Eighteen people were killed in Karachi on Saturday in clashes between pro-government and opposition activists over the arrival of the country’s suspended top judge to rally support for his cause.
The suspension of Chief Justice Iftikhar Chaudhry on March 9 has outraged the judiciary and the opposition and has blown up into the most serious challenge to President Pervez Musharraf’s authority since he seized power in 1999.
Opposition leaders said Karachi was under siege by supporters of the pro-government Muttahida Qaumi Movement (MQM), which runs Pakistan’s biggest city.
Saturday was declared a public holiday in Karachi and normal traffic was largely absent from the streets, where thousands of paramilitary troops and police were on patrol.
Heavy gunfire erupted outside the airport and elsewhere as gunmen clashed and smoke billowed from more than 100 burning vehicles.
Many roads including the one from the airport were blocked by trucks, buses and containers overnight in an apparent bid to disrupt Chaudhry’s visit to the capital of Sindh province.
”It is state-sponsored terrorism. The Sindh government is responsible but we are not going to back off,” said Sherry Rehman, a spokesperson for the opposition Pakistani People’s Party (PPP) of former premier Benazir Bhutto.
Provincial government officials had warned of violence in the volatile city and appealed to Chaudhry to postpone his trip.

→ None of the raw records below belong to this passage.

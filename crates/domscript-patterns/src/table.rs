//! Ordered keyword-conjunction tables shared by the rule engine and the
//! prompt enhancer.

use crate::color::{find_color, ColorToken, DEFAULT_COLOR};

/// A command prepared for matching: lowercased once, color resolved once.
#[derive(Debug, Clone)]
pub struct CommandText<'a> {
    raw: &'a str,
    lower: String,
    color: Option<ColorToken>,
}

impl<'a> CommandText<'a> {
    pub fn new(raw: &'a str) -> Self {
        let lower = raw.to_lowercase();
        let color = find_color(&lower);
        Self { raw, lower, color }
    }

    pub fn raw(&self) -> &'a str {
        self.raw
    }

    pub fn lower(&self) -> &str {
        &self.lower
    }

    pub fn has(&self, keyword: &str) -> bool {
        self.lower.contains(keyword)
    }

    pub fn has_any(&self, keywords: &[&str]) -> bool {
        keywords.iter().any(|keyword| self.has(keyword))
    }

    /// Whether a vocabulary color is mentioned at all
    pub fn has_color(&self) -> bool {
        self.color.is_some()
    }

    /// Mentioned color, or the default
    pub fn color(&self) -> ColorToken {
        self.color.unwrap_or(DEFAULT_COLOR)
    }
}

/// One row of a table: a predicate and the template it selects
#[derive(Clone, Copy)]
pub struct PatternRule {
    pub name: &'static str,
    pub matches: fn(&CommandText<'_>) -> bool,
    pub render: fn(&CommandText<'_>) -> String,
}

impl std::fmt::Debug for PatternRule {
    fn fmt(&self, f: &mut std::fmt::Formatter<'_>) -> std::fmt::Result {
        f.debug_struct("PatternRule").field("name", &self.name).finish()
    }
}

/// Rules in priority order; the first matching predicate wins.
#[derive(Debug, Clone)]
pub struct PatternTable {
    rules: Vec<PatternRule>,
}

impl PatternTable {
    pub fn new(rules: Vec<PatternRule>) -> Self {
        Self { rules }
    }

    pub fn first_match(&self, command: &CommandText<'_>) -> Option<&PatternRule> {
        self.rules.iter().find(|rule| (rule.matches)(command))
    }

    pub fn len(&self) -> usize {
        self.rules.len()
    }

    pub fn is_empty(&self) -> bool {
        self.rules.is_empty()
    }
}

/// `document.querySelectorAll('<selector>').forEach(<var> => <var>.style.<property> = '<value>'`
///
/// Left open on purpose; callers close it (`');`) or hand it to a model.
pub(crate) fn for_each_style_prefix(
    selector: &str,
    var: &str,
    property: &str,
    value: &str,
) -> String {
    format!(
        "document.querySelectorAll('{selector}').forEach({var} => {var}.style.{property} = '{value}'"
    )
}

/// `document.body.style.<property> = '<value>'`, unterminated
pub(crate) fn body_style_prefix(property: &str, value: &str) -> String {
    format!("document.body.style.{property} = '{value}'")
}
use domscript_core::{ConfigError, ConfigManager, DomScriptConfig};

use crate::rule_engine::RuleEngine;
use crate::validator::CompletionValidator;

/// Full configuration check: the structural checks of
/// [`ConfigManager::validate_config`] plus a rendering of every rule through
/// the configured validator.
///
/// Fallback snippets are returned without review, so a `[validation]` table
/// that would reject them is refused here rather than at request time.
pub fn validate_config(config: &DomScriptConfig) -> Result<(), ConfigError> {
    ConfigManager::validate_config(config)?;

    let engine = RuleEngine::new(&config.validation);
    let validator = CompletionValidator::new(config.validation.clone());
    engine.check_output(&validator).map_err(|rejection| {
        ConfigError::ValidationError(format!(
            "validation rules reject the {} rule output for {:?}: {}",
            rejection.rule, rejection.command, rejection.reason
        ))
    })
}

#[cfg(test)]
mod tests {
    use super::*;

    fn with_foreign_token(token: &str) -> DomScriptConfig {
        let mut config = DomScriptConfig::default();
        config.validation.foreign_tokens.push(token.to_string());
        config
    }

    #[test]
    fn test_default_config_passes() {
        assert!(validate_config(&DomScriptConfig::default()).is_ok());
    }

    #[test]
    fn test_tokens_from_fixed_templates_are_refused() {
        for token in ["console", "setTimeout", "querySelectorAll", "fontWeight"] {
            let config = with_foreign_token(token);
            assert!(
                ConfigManager::validate_config(&config).is_ok(),
                "{token} is structurally fine"
            );
            match validate_config(&config) {
                Err(ConfigError::ValidationError(message)) => {
                    assert!(message.contains(&token.to_lowercase()), "{message}");
                }
                other => panic!("{token} accepted: {other:?}"),
            }
        }
    }

    #[test]
    fn test_blank_token_is_refused() {
        assert!(matches!(
            validate_config(&with_foreign_token("")),
            Err(ConfigError::ValidationError(_))
        ));
    }

    #[test]
    fn test_unrelated_token_is_accepted() {
        assert!(validate_config(&with_foreign_token("eval(")).is_ok());
    }
}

But he went ahead and arrived on a flight from Islamabad at noon (7am GMT). Hours later, he was still in the airport VIP lounge, still hoping to meet his supporters, one of his lawyers said, though authorities had urged him to leave.
”The chief justice should think about his decision and go back to Islamabad,” said top provincial Interior Ministry official Waseem Akhtar.
Chaudhry denies wrongdoing and has refused to resign in the face of charges of misconduct. His visit to Karachi was meant to be the latest in a series of protests by the opposition and lawyers to press for his reinstatement.
Activists clash
MQM activists clashed with members of the Muttahida Majlis-e-Amal, an opposition alliance of religious parties, and the PPP in several parts of Karachi, which has for years been riven by bloody political feuding.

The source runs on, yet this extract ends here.